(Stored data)
►
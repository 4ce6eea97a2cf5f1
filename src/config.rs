//! Gatekeeper configuration.
//!
//! The config file is a JSON object mapping master URLs to lists of
//! *sections*. A section binds step-name sets and notification lists to a
//! master and carries a stable content hash so the debouncer can tell
//! "same rule fired before" apart from "rule changed".

use std::collections::{BTreeMap, BTreeSet};
use std::fs;
use std::path::Path;

use serde::{Deserialize, Serialize};
use sha2::{Digest, Sha256};

use crate::errors::ConfigError;

/// Synthetic step name used when `respect_build_status` promotes an overall
/// build failure into the unsatisfied set.
pub const OVERALL_STATUS_STEP: &str = "[overall build status]";

fn default_status_template() -> String {
    "Tree is closed (Automatic: \"%(unsatisfied)s\" on \"%(builder_name)s\" %(blamelist)s)"
        .to_string()
}

fn default_subject_template() -> String {
    "buildbot %(result)s in %(project_name)s on %(builder_name)s, revision %(revision)s".to_string()
}

fn default_true() -> bool {
    true
}

/// One gatekeeper rule on a master.
///
/// A `*` entry in an *optional* set expands to every finished step not
/// excluded. Missing fields take the documented defaults.
#[derive(Debug, Clone, PartialEq, Serialize, Deserialize)]
pub struct Section {
    #[serde(default)]
    pub closing_steps: BTreeSet<String>,
    #[serde(default)]
    pub forgiving_steps: BTreeSet<String>,
    #[serde(default)]
    pub closing_optional: BTreeSet<String>,
    #[serde(default)]
    pub forgiving_optional: BTreeSet<String>,
    #[serde(default)]
    pub excluded_steps: BTreeSet<String>,
    #[serde(default)]
    pub tree_notify: BTreeSet<String>,
    #[serde(default)]
    pub sheriff_classes: BTreeSet<String>,
    #[serde(default = "default_status_template")]
    pub status_template: String,
    #[serde(default = "default_subject_template")]
    pub subject_template: String,
    #[serde(default = "default_true")]
    pub close_tree: bool,
    #[serde(default)]
    pub respect_build_status: bool,
    #[serde(default)]
    pub excluded_builders: BTreeSet<String>,
    /// Stable content hash over the fields above; filled by `inject_hashes`.
    #[serde(default, skip_serializing_if = "String::is_empty")]
    pub hash: String,
}

impl Default for Section {
    fn default() -> Self {
        Self {
            closing_steps: BTreeSet::new(),
            forgiving_steps: BTreeSet::new(),
            closing_optional: BTreeSet::new(),
            forgiving_optional: BTreeSet::new(),
            excluded_steps: BTreeSet::new(),
            tree_notify: BTreeSet::new(),
            sheriff_classes: BTreeSet::new(),
            status_template: default_status_template(),
            subject_template: default_subject_template(),
            close_tree: true,
            respect_build_status: false,
            excluded_builders: BTreeSet::new(),
            hash: String::new(),
        }
    }
}

impl Section {
    /// Forgiving step names after exclusions; failures confined to these are
    /// mailed without blaming committers.
    pub fn forgiving_effective(&self, finished_steps: &BTreeSet<String>) -> BTreeSet<String> {
        let mut forgiving = self.forgiving_steps.clone();
        forgiving.extend(expand_optional(
            &self.forgiving_optional,
            finished_steps,
            &self.excluded_steps,
        ));
        forgiving
            .difference(&self.excluded_steps)
            .cloned()
            .collect()
    }

    /// Canonical JSON of the hashed fields: objects serialize with sorted
    /// keys and sets as sorted arrays, so the digest is stable across runs
    /// and input orderings.
    fn canonical_json(&self) -> serde_json::Value {
        let mut clean = self.clone();
        clean.hash = String::new();
        serde_json::to_value(&clean).unwrap_or(serde_json::Value::Null)
    }

    pub fn compute_hash(&self) -> String {
        let canonical = self.canonical_json().to_string();
        let mut hasher = Sha256::new();
        hasher.update(canonical.as_bytes());
        hex::encode(hasher.finalize())
    }
}

/// Expand a `*` wildcard in an optional step set to all finished,
/// non-excluded steps.
pub fn expand_optional(
    optional: &BTreeSet<String>,
    finished_steps: &BTreeSet<String>,
    excluded: &BTreeSet<String>,
) -> BTreeSet<String> {
    if optional.contains("*") {
        finished_steps.difference(excluded).cloned().collect()
    } else {
        optional.clone()
    }
}

/// Strip the trailing slash masters are commonly configured with.
pub fn normalize_master_url(url: &str) -> String {
    url.trim_end_matches('/').to_string()
}

/// The full gatekeeper config: master URL -> ordered list of sections.
#[derive(Debug, Clone, Default, PartialEq, Serialize, Deserialize)]
pub struct GatekeeperConfig {
    #[serde(flatten)]
    pub masters: BTreeMap<String, Vec<Section>>,
}

impl GatekeeperConfig {
    /// Load and structurally verify a config file. Unknown fields in
    /// sections are ignored; master URLs are normalized.
    pub fn load(path: &Path) -> Result<Self, ConfigError> {
        let content = fs::read_to_string(path).map_err(|source| ConfigError::ReadFailed {
            path: path.to_path_buf(),
            source,
        })?;
        let raw: serde_json::Value =
            serde_json::from_str(&content).map_err(|source| ConfigError::ParseFailed {
                path: path.to_path_buf(),
                source,
            })?;
        verify_raw(&raw)?;
        let parsed: BTreeMap<String, Vec<Section>> =
            serde_json::from_value(raw).map_err(|source| ConfigError::ParseFailed {
                path: path.to_path_buf(),
                source,
            })?;
        let masters = parsed
            .into_iter()
            .map(|(url, sections)| (normalize_master_url(&url), sections))
            .collect();
        Ok(Self { masters })
    }

    /// Compute and attach each section's content hash. Idempotent: the hash
    /// field itself is excluded from the digest.
    pub fn inject_hashes(&mut self) {
        for sections in self.masters.values_mut() {
            for section in sections.iter_mut() {
                section.hash = section.compute_hash();
            }
        }
    }

    /// Specialize a section for one builder, or `None` when the builder is
    /// excluded by glob.
    pub fn section_for_builder(section: &Section, builder: &str) -> Option<Section> {
        for pattern in &section.excluded_builders {
            if let Ok(p) = glob::Pattern::new(pattern) {
                if p.matches(builder) {
                    return None;
                }
            }
        }
        Some(section.clone())
    }

    pub fn sections_for(&self, master: &str) -> &[Section] {
        self.masters
            .get(&normalize_master_url(master))
            .map(Vec::as_slice)
            .unwrap_or(&[])
    }

    /// Fully expanded config with hashes, as deterministic pretty JSON.
    pub fn flatten(&self) -> String {
        serde_json::to_string_pretty(&self.masters).unwrap_or_default()
    }
}

const STRING_SET_FIELDS: &[&str] = &[
    "closing_steps",
    "forgiving_steps",
    "closing_optional",
    "forgiving_optional",
    "excluded_steps",
    "tree_notify",
    "sheriff_classes",
    "excluded_builders",
];

const BOOL_FIELDS: &[&str] = &["close_tree", "respect_build_status"];
const STRING_FIELDS: &[&str] = &["status_template", "subject_template", "hash"];

/// Structural schema check over the raw JSON, before serde drops unknown
/// fields. The wildcard `*` is only meaningful in the optional sets.
fn verify_raw(raw: &serde_json::Value) -> Result<(), ConfigError> {
    let map = raw.as_object().ok_or_else(|| ConfigError::InvalidSection {
        master: "<root>".into(),
        message: "config root must be an object".into(),
    })?;
    for (master, sections) in map {
        let invalid = |message: String| ConfigError::InvalidSection {
            master: master.clone(),
            message,
        };
        let list = sections
            .as_array()
            .ok_or_else(|| invalid("master must map to a list of sections".into()))?;
        for section in list {
            let obj = section
                .as_object()
                .ok_or_else(|| invalid("section must be an object".into()))?;
            for (key, value) in obj {
                if STRING_SET_FIELDS.contains(&key.as_str()) {
                    let items = value.as_array().ok_or_else(|| {
                        invalid(format!("field {} must be a list of strings", key))
                    })?;
                    for item in items {
                        let s = item.as_str().ok_or_else(|| {
                            invalid(format!("field {} must contain only strings", key))
                        })?;
                        if s.is_empty() {
                            return Err(invalid(format!("field {} contains an empty name", key)));
                        }
                        if s == "*" && !key.ends_with("_optional") {
                            return Err(invalid(format!(
                                "wildcard * is only allowed in optional sets, not {}",
                                key
                            )));
                        }
                    }
                } else if BOOL_FIELDS.contains(&key.as_str()) {
                    if !value.is_boolean() {
                        return Err(invalid(format!("field {} must be a bool", key)));
                    }
                } else if STRING_FIELDS.contains(&key.as_str()) && !value.is_string() {
                    return Err(invalid(format!("field {} must be a string", key)));
                }
                // Unknown fields are tolerated for forward compatibility.
            }
        }
    }
    Ok(())
}

#[cfg(test)]
mod tests {
    use super::*;
    use tempfile::tempdir;

    fn write_config(content: &str) -> (tempfile::TempDir, std::path::PathBuf) {
        let dir = tempdir().unwrap();
        let path = dir.path().join("gatekeeper.json");
        fs::write(&path, content).unwrap();
        (dir, path)
    }

    #[test]
    fn load_applies_defaults_and_normalizes_urls() {
        let (_dir, path) =
            write_config(r#"{"http://master.example/": [{"closing_steps": ["compile"]}]}"#);
        let config = GatekeeperConfig::load(&path).unwrap();
        let sections = config.sections_for("http://master.example");
        assert_eq!(sections.len(), 1);
        let s = &sections[0];
        assert!(s.close_tree);
        assert!(!s.respect_build_status);
        assert!(s.closing_steps.contains("compile"));
        assert!(s.tree_notify.is_empty());
        assert!(s.status_template.contains("%(builder_name)s"));
    }

    #[test]
    fn load_ignores_unknown_fields() {
        let (_dir, path) = write_config(
            r#"{"http://m": [{"closing_steps": ["compile"], "some_future_field": 3}]}"#,
        );
        assert!(GatekeeperConfig::load(&path).is_ok());
    }

    #[test]
    fn load_rejects_wildcard_outside_optional_sets() {
        let (_dir, path) = write_config(r#"{"http://m": [{"closing_steps": ["*"]}]}"#);
        assert!(matches!(
            GatekeeperConfig::load(&path),
            Err(ConfigError::InvalidSection { .. })
        ));
    }

    #[test]
    fn load_rejects_non_list_master() {
        let (_dir, path) = write_config(r#"{"http://m": {"closing_steps": []}}"#);
        assert!(GatekeeperConfig::load(&path).is_err());
    }

    #[test]
    fn inject_hashes_is_deterministic_and_idempotent() {
        let (_dir, path) = write_config(
            r#"{"http://m": [{"closing_steps": ["b", "a"], "tree_notify": ["x@y.org"]}]}"#,
        );
        let mut one = GatekeeperConfig::load(&path).unwrap();
        one.inject_hashes();
        let first = one.masters["http://m"][0].hash.clone();
        assert!(!first.is_empty());

        one.inject_hashes();
        assert_eq!(one.masters["http://m"][0].hash, first);

        // Set ordering in the source file is irrelevant
        let (_dir2, path2) = write_config(
            r#"{"http://m": [{"tree_notify": ["x@y.org"], "closing_steps": ["a", "b"]}]}"#,
        );
        let mut two = GatekeeperConfig::load(&path2).unwrap();
        two.inject_hashes();
        assert_eq!(two.masters["http://m"][0].hash, first);
    }

    #[test]
    fn hash_changes_when_observable_fields_change() {
        let mut a = Section::default();
        a.closing_steps.insert("compile".into());
        let mut b = a.clone();
        b.close_tree = false;
        assert_ne!(a.compute_hash(), b.compute_hash());
    }

    #[test]
    fn section_for_builder_applies_exclusion_globs() {
        let mut section = Section::default();
        section.excluded_builders.insert("Win*".into());
        assert!(GatekeeperConfig::section_for_builder(&section, "Win7 Tests").is_none());
        assert!(GatekeeperConfig::section_for_builder(&section, "Linux Tests").is_some());
    }

    #[test]
    fn expand_optional_replaces_wildcard() {
        let optional: BTreeSet<String> = ["*".to_string()].into();
        let finished: BTreeSet<String> =
            ["compile".to_string(), "test".to_string(), "sync".to_string()].into();
        let excluded: BTreeSet<String> = ["compile".to_string()].into();
        let expanded = expand_optional(&optional, &finished, &excluded);
        assert_eq!(expanded, ["test".to_string(), "sync".to_string()].into());

        let plain: BTreeSet<String> = ["test".to_string()].into();
        assert_eq!(expand_optional(&plain, &finished, &excluded), plain);
    }

    #[test]
    fn flatten_is_byte_identical_across_loads() {
        let (_dir, path) =
            write_config(r#"{"http://m": [{"closing_steps": ["compile"]}], "http://n/": [{}]}"#);
        let mut one = GatekeeperConfig::load(&path).unwrap();
        one.inject_hashes();
        let mut two = GatekeeperConfig::load(&path).unwrap();
        two.inject_hashes();
        assert_eq!(one.flatten(), two.flatten());
    }
}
◄
The answer must be a verbatim transcription of the entries above, from the first line through the line that contains "fn default_subject_template() ->", and nothing more.

repository 4ce6eea97a2cf5f1
filename src/config.rs
//! Gatekeeper configuration.
//!
//! The config file is a JSON object mapping master URLs to lists of
//! *sections*. A section binds step-name sets and notification lists to a
//! master and carries a stable content hash so the debouncer can tell
//! "same rule fired before" apart from "rule changed".

use std::collections::{BTreeMap, BTreeSet};
use std::fs;
use std::path::Path;

use serde::{Deserialize, Serialize};
use sha2::{Digest, Sha256};

use crate::errors::ConfigError;

/// Synthetic step name used when `respect_build_status` promotes an overall
/// build failure into the unsatisfied set.
pub const OVERALL_STATUS_STEP: &str = "[overall build status]";

fn default_status_template() -> String {
    "Tree is closed (Automatic: \"%(unsatisfied)s\" on \"%(builder_name)s\" %(blamelist)s)"
        .to_string()
}

fn default_subject_template() -> String {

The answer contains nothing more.